Unlike economic challenges of the past, COVID-19 has immediately and vastly altered the commercial real estate industry on a global scale, and in ways the industry has not previously encountered with the purely economic downturns. One of the most apparent changes is evident when handling commercial office leasing; read on to better understand what the new commercial standard will be on key commercial office leasing issues.
Rules and Regulation- Enforcing Governmental Orders
COVID-19 brought swift, broad, and sweeping closures in most sectors of the real estate and business market, but those closures were often not clearly or effectively communicated.
Are landlords required to notify and monitor the actions of their tenants to ensure that they comply with governmental orders?
Unique circumstances aside, most landlords won’t incur much liability risk for a tenant’s failure to act in a way that violates a governmental order. Generally, the tenant is at risk of incurring fines and/or a loss of its business license. However, in an office building, a landlord may face risk with respect to use of premises and/or common areas by other tenants that may put other tenants at risk due to such unlawful use.
A landlord should heavily consider integrating additional rules and regulations for common spaces of their buildings in compliance with such orders. Some suggestions may include: limiting the number of people permitted in an elevator at once, requiring face masks be worn by anyone in the common areas, and/or adding hand sanitizer dispensers throughout the common areas of the building.
What is a landlord’s ability to force its tenant to comply with new rules and regulations?
In an ideal situation, the existing lease provides a landlord the ability to modify rules and regulations from time to time. If that provision is not intact, a landlord should strongly consider adding this flexibility in its new leases going forward.
Common Area Expenses and Janitorial Services
As a result of the ways in which the COVID-19 virus is transmitted, janitorial services need to be heightened universally, but especially within office space. In addition, Landlords will need to implement far more rigorous cleaning procedures, especially in common areas of the building.
Who should bear the burden of this cost? Can landlords pass-through these expenses as a common area expense?

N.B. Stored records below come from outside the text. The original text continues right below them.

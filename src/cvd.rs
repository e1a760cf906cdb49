use std::fmt::Display;

use chrono::NaiveTime;
use log::trace;

use crate::{
    ConfigError, History, Indicator, IndicatorConfig, IndicatorConfigBuilder, Ohlcv, Price,
    Record, SessionWindow, Timestamp,
};

/// How a bar's direction is decided for coloring.
#[derive(PartialEq, Eq, Hash, Clone, Copy, Default, Debug)]
pub enum Classification {
    /// Up if the close breaks above the prior bar's high, down if it breaks
    /// below the prior bar's low.
    #[default]
    Strong,
    /// Up if the bar closes above its open, down if below.
    Simple,
}

impl Classification {
    fn candle(self, bar: &impl Ohlcv, prior: &impl Ohlcv, open: Price, close: Price) -> DeltaCandle {
        let (up, down) = match self {
            Self::Strong => (bar.close() > prior.high(), bar.close() < prior.low()),
            Self::Simple => (bar.close() > bar.open(), bar.close() < bar.open()),
        };

        if down {
            DeltaCandle::Down { open, close }
        } else if up {
            DeltaCandle::Up { open, close }
        } else {
            DeltaCandle::Neutral { open, close }
        }
    }
}

impl Display for Classification {
    fn fmt(&self, f: &mut std::fmt::Formatter<'_>) -> std::fmt::Result {
        write!(f, "{self:?}")
    }
}

/// Configuration for the session cumulative volume delta ([`Cvd`]) indicator.
///
/// # Example
///
/// ```
/// use quantedge_sessions::{Classification, CvdConfig, IndicatorConfig, IndicatorConfigBuilder};
///
/// let config = CvdConfig::builder()
///     .start(9, 30)
///     .end(16, 0)
///     .classification(Classification::Simple)
///     .build()
///     .unwrap();
///
/// assert_eq!(config.to_string(), "CvdConfig(09:30-16:00, Simple)");
/// ```
#[derive(PartialEq, Eq, Hash, Clone, Copy, Debug, Default)]
pub struct CvdConfig {
    window: SessionWindow,
    classification: Classification,
}

impl IndicatorConfig for CvdConfig {
    type Builder = CvdConfigBuilder;

    #[inline]
    fn builder() -> Self::Builder {
        CvdConfigBuilder::new()
    }

    #[inline]
    fn start(&self) -> NaiveTime {
        self.window.start()
    }
}

impl CvdConfig {
    #[inline]
    #[must_use]
    pub fn window(&self) -> &SessionWindow {
        &self.window
    }

    #[inline]
    #[must_use]
    pub fn classification(&self) -> Classification {
        self.classification
    }
}

impl Display for CvdConfig {
    fn fmt(&self, f: &mut std::fmt::Formatter<'_>) -> std::fmt::Result {
        write!(f, "CvdConfig({}, {})", self.window, self.classification)
    }
}

/// Builder for [`CvdConfig`].
///
/// Defaults: 08:30-16:00, [`Classification::Strong`].
pub struct CvdConfigBuilder {
    start: (u32, u32),
    end: (u32, u32),
    classification: Classification,
}

impl CvdConfigBuilder {
    fn new() -> Self {
        Self {
            start: (8, 30),
            end: (16, 0),
            classification: Classification::Strong,
        }
    }

    /// Sets the session end clock time.
    #[inline]
    #[must_use]
    pub fn end(mut self, hour: u32, minute: u32) -> Self {
        self.end = (hour, minute);
        self
    }

    #[inline]
    #[must_use]
    pub fn classification(mut self, classification: Classification) -> Self {
        self.classification = classification;
        self
    }
}

impl IndicatorConfigBuilder<CvdConfig> for CvdConfigBuilder {
    #[inline]
    fn start(mut self, hour: u32, minute: u32) -> Self {
        self.start = (hour, minute);
        self
    }

    fn build(self) -> Result<CvdConfig, ConfigError> {
        Ok(CvdConfig {
            window: SessionWindow::from_hm(self.start.0, self.start.1, self.end.0, self.end.1)?,
            classification: self.classification,
        })
    }
}

/// Cumulative delta candle of one in-session bar, tagged by direction.
///
/// `open` is the cumulative delta before the bar, `close` after it.
#[derive(Debug, Clone, Copy, PartialEq)]
pub enum DeltaCandle {
    Up { open: Price, close: Price },
    Down { open: Price, close: Price },
    Neutral { open: Price, close: Price },
}

impl DeltaCandle {
    #[inline]
    #[must_use]
    pub fn open(&self) -> Price {
        match *self {
            Self::Up { open, .. } | Self::Down { open, .. } | Self::Neutral { open, .. } => open,
        }
    }

    #[inline]
    #[must_use]
    pub fn close(&self) -> Price {
        match *self {
            Self::Up { close, .. } | Self::Down { close, .. } | Self::Neutral { close, .. } => {
                close
            }
        }
    }

    /// Color tag handed to the renderer.
    #[must_use]
    pub fn color(&self) -> &'static str {
        match self {
            Self::Up { .. } => "deepskyblue",
            Self::Down { .. } => "red",
            Self::Neutral { .. } => "gray",
        }
    }
}

/// Cumulative volume delta output for one bar.
///
/// ```text
/// delta = offer_volume − bid_volume
/// open  = cumulative before the bar
/// close = open + delta
/// value = |delta|
/// ```
///
/// Outside the session `open == close == cumulative`, `delta` and `value`
/// are zero, and there is no candle.
#[derive(Debug, Clone, Copy, PartialEq, Default)]
pub struct CvdValue {
    open: Price,
    close: Price,
    delta: f64,
    candle: Option<DeltaCandle>,
}

impl CvdValue {
    #[inline]
    #[must_use]
    pub fn open(&self) -> Price {
        self.open
    }

    #[inline]
    #[must_use]
    pub fn close(&self) -> Price {
        self.close
    }

    #[inline]
    #[must_use]
    pub fn delta(&self) -> f64 {
        self.delta
    }

    /// Absolute delta.
    #[inline]
    #[must_use]
    pub fn value(&self) -> f64 {
        self.delta.abs()
    }

    /// Direction-tagged candle, `None` outside the session.
    #[inline]
    #[must_use]
    pub fn candle(&self) -> Option<DeltaCandle> {
        self.candle
    }
}

impl Display for CvdValue {
    fn fmt(&self, f: &mut std::fmt::Formatter<'_>) -> std::fmt::Result {
        write!(f, "CVD(o: {}, c: {}, d: {})", self.open, self.close, self.delta)
    }
}

impl From<CvdValue> for Record {
    fn from(value: CvdValue) -> Self {
        let pick = |wanted: fn(&DeltaCandle) -> bool| value.candle.filter(wanted);
        let up = pick(|c| matches!(c, DeltaCandle::Up { .. }));
        let down = pick(|c| matches!(c, DeltaCandle::Down { .. }));
        let neutral = pick(|c| matches!(c, DeltaCandle::Neutral { .. }));

        let record = Record::with_capacity(10)
            .with("open", Some(value.open))
            .with("close", Some(value.close))
            .with("delta", Some(value.delta))
            .with("value", Some(value.value()))
            .with("up_open", up.map(|c| c.open()))
            .with("up_close", up.map(|c| c.close()))
            .with("down_open", down.map(|c| c.open()))
            .with("down_close", down.map(|c| c.close()))
            .with("neutral_open", neutral.map(|c| c.open()))
            .with("neutral_close", neutral.map(|c| c.close()));

        match value.candle {
            Some(candle) => record.with_color(candle.color()),
            None => record,
        }
    }
}

/// Session cumulative volume delta (CVD).
///
/// Adds `offer_volume − bid_volume` of every bar inside the session window
/// `[start, end)` to a running total. Unlike the range indicators the window
/// is matched exactly on the bar's own date, to the second. Bars outside it
/// leave the total untouched. The total is never reset between sessions.
///
/// Each in-session bar is classified up, down or neutral (see
/// [`Classification`]). Strong classification compares against the prior
/// bar from history; the first bar is compared against itself.
///
/// # Example
///
/// ```
/// use quantedge_sessions::{Cvd, CvdConfig};
/// # use quantedge_sessions::{Ohlcv, Price, Timestamp};
/// #
/// # struct Bar(f64, f64, &'static str);
/// # impl Ohlcv for Bar {
/// #     fn open(&self) -> Price { 100.0 }
/// #     fn high(&self) -> Price { 100.0 }
/// #     fn low(&self) -> Price { 100.0 }
/// #     fn close(&self) -> Price { 100.0 }
/// #     fn timestamp(&self) -> Timestamp {
/// #         Timestamp::parse_from_str(self.2, "%Y-%m-%d %H:%M:%S").unwrap()
/// #     }
/// #     fn bid_volume(&self) -> f64 { self.0 }
/// #     fn offer_volume(&self) -> f64 { self.1 }
/// # }
///
/// let bars = vec![
///     Bar(10.0, 25.0, "2024-03-04 08:30:00"),
///     Bar(40.0, 5.0, "2024-03-04 08:31:00"),
///     Bar(99.0, 0.0, "2024-03-04 16:00:00"),
/// ];
/// let mut cvd = Cvd::new(CvdConfig::default());
///
/// assert_eq!(cvd.compute(&bars[0], 0, &bars).close(), 15.0);
/// assert_eq!(cvd.compute(&bars[1], 1, &bars).close(), -20.0);
/// assert_eq!(cvd.compute(&bars[2], 2, &bars).close(), -20.0);
/// ```
#[derive(Clone, Debug)]
pub struct Cvd {
    config: CvdConfig,
    cumulative: f64,
    last_timestamp: Option<Timestamp>,
    current: CvdValue,
}

impl Cvd {
    /// Running total of in-session delta.
    #[inline]
    #[must_use]
    pub fn cumulative(&self) -> f64 {
        self.cumulative
    }
}

impl Indicator for Cvd {
    type Config = CvdConfig;
    type Output = CvdValue;

    fn new(config: Self::Config) -> Self {
        Self {
            config,
            cumulative: 0.0,
            last_timestamp: None,
            current: CvdValue::default(),
        }
    }

    #[inline]
    fn config(&self) -> &CvdConfig {
        &self.config
    }

    fn compute<H>(&mut self, bar: &H::Bar, index: usize, history: &H) -> CvdValue
    where
        H: History + ?Sized,
    {
        let ts = bar.timestamp();
        debug_assert!(
            self.last_timestamp.is_none_or(|last| last <= ts),
            "timestamp must be non-decreasing: last={:?}, got={ts}",
            self.last_timestamp,
        );
        self.last_timestamp = Some(ts);

        let open = self.cumulative;

        if !self.config.window.contains(&ts) {
            self.current = CvdValue {
                open,
                close: open,
                delta: 0.0,
                candle: None,
            };
            return self.current;
        }

        let delta = bar.offer_volume() - bar.bid_volume();
        let close = open + delta;
        let prior = history.prior_of(index).unwrap_or(bar);
        let candle = self.config.classification.candle(bar, prior, open, close);

        trace!("{self}: {ts} delta {delta} -> {close} ({})", candle.color());

        self.cumulative = close;
        self.current = CvdValue {
            open,
            close,
            delta,
            candle: Some(candle),
        };

        self.current
    }

    #[inline]
    fn value(&self) -> CvdValue {
        self.current
    }
}

impl Display for Cvd {
    fn fmt(&self, f: &mut std::fmt::Formatter<'_>) -> std::fmt::Result {
        write!(
            f,
            "CVD({}, {})",
            self.config.window, self.config.classification
        )
    }
}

Most of this will depend on the terms of the existing lease. Landlords should also be mindful of any common area expense caps included in existing leases when considering change in procedures and added expense. This will ultimately result in landlords balancing the increased cleaning costs and the risk of liability. In addition, landlords that provide janitorial services to tenants for leased premises will need to consider implementing more stringent and more frequent cleaning procedures.
Many notice provisions in leases are archaic, most notably with respect to disallowing electronic notices. However, the governmental closures and concern of transmission of COVID-19 necessitated the advancement of leasing protocols to evolve. Landlords and tenants should consider electronic transmission of notices being the new standard for transmitting notices, for the safety of both landlords and tenants (and their employees), and for efficiency of delivery the notice itself; mail and delivery services are not as reliable as they once were, and many tenants are not currently visiting the leased premises (as the standard was pre-COVID) on regular basis.
Return of Space and Office Remodels
The insurgence of COVID-19 has catapulted most of the business world into a fully remote-working capacity. This shift will likely result in a decrease in the need for office space, as many companies will continue to let many of their employees work remotely in some fashion. Tenants may be in a position where they would like to return a portion of the leased premises to the landlord in order to reduce rental costs, since the space is not actually being used. Immediately predating the pandemic, we experienced a striking shift in office design, leaning towards more bullpen or open space /shared workstation concepts. Given the ways in which COVID-19 is transmitted, tenants will likely be renovating existing space to create individualized workstations or office settings for employees, in order to safeguard from the spread of disease. Landlords can expect to see this shift when building out new space, and/or tenant improvement allowance requests from existing tenants to remodel existing leased premises.
While these shifts in the commercial office leasing space may be frustrating, they are a harsh reality and one which can be navigated with the appropriate guidance and changes to form leases.